-- STORED DATA --
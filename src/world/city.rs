//! The city aggregate and the systems that (re)generate it.
//!
//! All generated scene objects are owned through the [`City`] resource:
//! the hidden ground template, the working slab it is copied into, and the
//! building ledger. Generation is full-replacement - every `GenerateCity`
//! despawns the prior working copy and buildings before spawning new ones,
//! so a re-run is the recovery path for anything that looks wrong.

use bevy::prelude::*;
use noise::{NoiseFn, Perlin};
use rand::rngs::StdRng;
use rand::SeedableRng;
use std::collections::HashMap;

use crate::procgen::grid::GroundGrid;
use crate::procgen::layout::{self, CityError, CityLayout, CityParams};
use crate::procgen::placement::BuildingSite;
use crate::world::ground::{self, SlabParams};
use crate::world::GenerationConfig;

/// Rebuild the ground template at the given size.
#[derive(Event, Clone, Copy, Debug)]
pub struct GenerateGround {
    pub width: u32,
    pub height: u32,
}

/// Generate a full city: working ground copy, buildings, carved roads.
#[derive(Event, Clone, Copy, Debug)]
pub struct GenerateCity {
    pub width: u32,
    pub height: u32,
    pub max_height: u32,
    pub spacing: u32,
}

/// Remove every generated building, leaving the ground alone.
#[derive(Event, Clone, Copy, Debug)]
pub struct ClearCity;

/// One spawned building and the layout record behind it.
#[derive(Clone, Copy, Debug)]
pub struct BuildingRecord {
    pub site: BuildingSite,
    pub entity: Entity,
}

/// Everything the current generation owns.
///
/// Invariant: at most one template and one working surface exist; the
/// template stays hidden and pristine, the working copy and the buildings
/// are despawned and recreated wholesale on regeneration.
#[derive(Resource, Default)]
pub struct City {
    pub template: Option<Entity>,
    pub working: Option<Entity>,
    pub grid: Option<GroundGrid>,
    pub buildings: Vec<BuildingRecord>,
}

impl City {
    /// Hand back every owned entity and forget the ground entirely.
    pub fn reset_ground(&mut self) -> Vec<Entity> {
        let mut doomed = self.drop_working();
        doomed.extend(self.template.take());
        self.grid = None;
        doomed
    }

    /// Hand back the working surface and all buildings; the template stays.
    pub fn drop_working(&mut self) -> Vec<Entity> {
        let mut doomed = self.clear_buildings();
        doomed.extend(self.working.take());
        doomed
    }

    /// Hand back all building entities and empty the ledger. A no-op on an
    /// empty ledger.
    pub fn clear_buildings(&mut self) -> Vec<Entity> {
        self.buildings.drain(..).map(|record| record.entity).collect()
    }
}

pub(super) fn handle_generate_ground(
    mut commands: Commands,
    mut events: EventReader<GenerateGround>,
    mut city: ResMut<City>,
    mut meshes: ResMut<Assets<Mesh>>,
    mut materials: ResMut<Assets<StandardMaterial>>,
) {
    for event in events.read() {
        let grid = match GroundGrid::new(event.width, event.height) {
            Ok(grid) => grid,
            Err(err) => {
                warn!("Ground rejected: {}", err);
                continue;
            }
        };

        for entity in city.reset_ground() {
            commands.entity(entity).despawn_recursive();
        }
        let template = spawn_template(&mut commands, &mut meshes, &mut materials, &grid);
        city.template = Some(template);
        city.grid = Some(grid);
        info!("Ground template rebuilt at {}x{}", grid.width, grid.height);
    }
}

pub(super) fn handle_generate_city(
    mut commands: Commands,
    mut events: EventReader<GenerateCity>,
    mut city: ResMut<City>,
    config: Res<GenerationConfig>,
    mut meshes: ResMut<Assets<Mesh>>,
    mut materials: ResMut<Assets<StandardMaterial>>,
) {
    for event in events.read() {
        let params = CityParams {
            width: event.width,
            height: event.height,
            max_height: event.max_height,
            spacing: event.spacing,
        };

        if city.template.is_none() {
            warn!("City rejected: {}", CityError::MissingGroundPlane);
            continue;
        }

        // Validate and compute the whole layout before touching the scene.
        let mut rng = match config.seed {
            Some(seed) => StdRng::seed_from_u64(seed),
            None => StdRng::from_entropy(),
        };
        let layout = match layout::generate_layout(&params, &mut rng) {
            Ok(layout) => layout,
            Err(err) => {
                warn!("City rejected: {}", err);
                continue;
            }
        };

        // The working copy and buildings are always replaced; the template
        // only when the requested size no longer matches it.
        if city.grid != Some(layout.grid) {
            for entity in city.reset_ground() {
                commands.entity(entity).despawn_recursive();
            }
            let template = spawn_template(&mut commands, &mut meshes, &mut materials, &layout.grid);
            city.template = Some(template);
            city.grid = Some(layout.grid);
        } else {
            for entity in city.drop_working() {
                commands.entity(entity).despawn_recursive();
            }
        }

        let slab = config.slab_params();
        city.working = Some(spawn_working(
            &mut commands,
            &mut meshes,
            &mut materials,
            &layout,
            &slab,
        ));
        city.buildings = spawn_buildings(
            &mut commands,
            &mut meshes,
            &mut materials,
            &config,
            &layout,
            &slab,
        );

        info!(
            "Generated {} buildings on a {}x{} grid ({} removed for roads, {} faces recessed)",
            city.buildings.len(),
            layout.grid.width,
            layout.grid.height,
            layout.roads.removed_ids.len(),
            layout.roads.recessed_faces.len(),
        );
    }
}

pub(super) fn handle_clear_city(
    mut commands: Commands,
    mut events: EventReader<ClearCity>,
    mut city: ResMut<City>,
) {
    for _ in events.read() {
        let count = city.buildings.len();
        for entity in city.clear_buildings() {
            commands.entity(entity).despawn_recursive();
        }
        if count > 0 {
            info!("Cleared {} buildings", count);
        } else {
            debug!("Clear requested with no buildings present");
        }
    }
}

fn spawn_template(
    commands: &mut Commands,
    meshes: &mut Assets<Mesh>,
    materials: &mut Assets<StandardMaterial>,
    grid: &GroundGrid,
) -> Entity {
    let material = materials.add(StandardMaterial {
        base_color: Color::srgb(0.35, 0.4, 0.32),
        perceptual_roughness: 0.95,
        ..default()
    });
    commands
        .spawn((
            Mesh3d(meshes.add(ground::template_mesh(grid))),
            MeshMaterial3d(material),
            Transform::default(),
            Visibility::Hidden,
        ))
        .id()
}

fn spawn_working(
    commands: &mut Commands,
    meshes: &mut Assets<Mesh>,
    materials: &mut Assets<StandardMaterial>,
    layout: &CityLayout,
    slab: &SlabParams,
) -> Entity {
    let material = materials.add(StandardMaterial {
        base_color: Color::srgb(0.42, 0.45, 0.38),
        perceptual_roughness: 0.95,
        ..default()
    });
    commands
        .spawn((
            Mesh3d(meshes.add(ground::working_mesh(
                &layout.grid,
                &layout.roads.recessed_faces,
                slab,
            ))),
            MeshMaterial3d(material),
            Transform::default(),
        ))
        .id()
}

// Facade palette; a tint is picked per building by sampling Perlin noise at
// the building position so neighbourhoods shade together.
const FACADE_TINTS: [Color; 5] = [
    Color::srgb(0.74, 0.48, 0.38),
    Color::srgb(0.65, 0.65, 0.65),
    Color::srgb(0.4, 0.6, 0.75),
    Color::srgb(0.55, 0.55, 0.58),
    Color::srgb(0.85, 0.78, 0.62),
];

fn spawn_buildings(
    commands: &mut Commands,
    meshes: &mut Assets<Mesh>,
    materials: &mut Assets<StandardMaterial>,
    config: &GenerationConfig,
    layout: &CityLayout,
    slab: &SlabParams,
) -> Vec<BuildingRecord> {
    let tint_noise = Perlin::new(config.seed.unwrap_or(0) as u32);
    let mut height_meshes: HashMap<u32, Handle<Mesh>> = HashMap::new();
    let mut tint_materials: HashMap<usize, Handle<StandardMaterial>> = HashMap::new();

    let mut records = Vec::with_capacity(layout.buildings.len());
    for site in &layout.buildings {
        let mesh = height_meshes
            .entry(site.height)
            .or_insert_with(|| {
                meshes.add(Cuboid::new(
                    layout.footprint,
                    site.height as f32,
                    layout.footprint,
                ))
            })
            .clone();

        let sample = tint_noise.get([site.position.x as f64 * 0.7, site.position.y as f64 * 0.7]);
        let tint = ((sample + 1.0) / 2.0 * FACADE_TINTS.len() as f64) as usize % FACADE_TINTS.len();
        let material = tint_materials
            .entry(tint)
            .or_insert_with(|| {
                materials.add(StandardMaterial {
                    base_color: FACADE_TINTS[tint],
                    perceptual_roughness: 0.85,
                    ..default()
                })
            })
            .clone();

        // Bottom face flush with the slab top.
        let entity = commands
            .spawn((
                Mesh3d(mesh),
                MeshMaterial3d(material),
                Transform::from_xyz(
                    site.position.x,
                    slab.base_height + site.height as f32 / 2.0,
                    site.position.y,
                ),
            ))
            .id();
        records.push(BuildingRecord {
            site: *site,
            entity,
        });
    }
    records
}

-- REQUIRED WORK --
Each line of the material above that contains the string "struct" adds one to the count; report the final count only.

-- RESULT OF THE EXERCISE --
5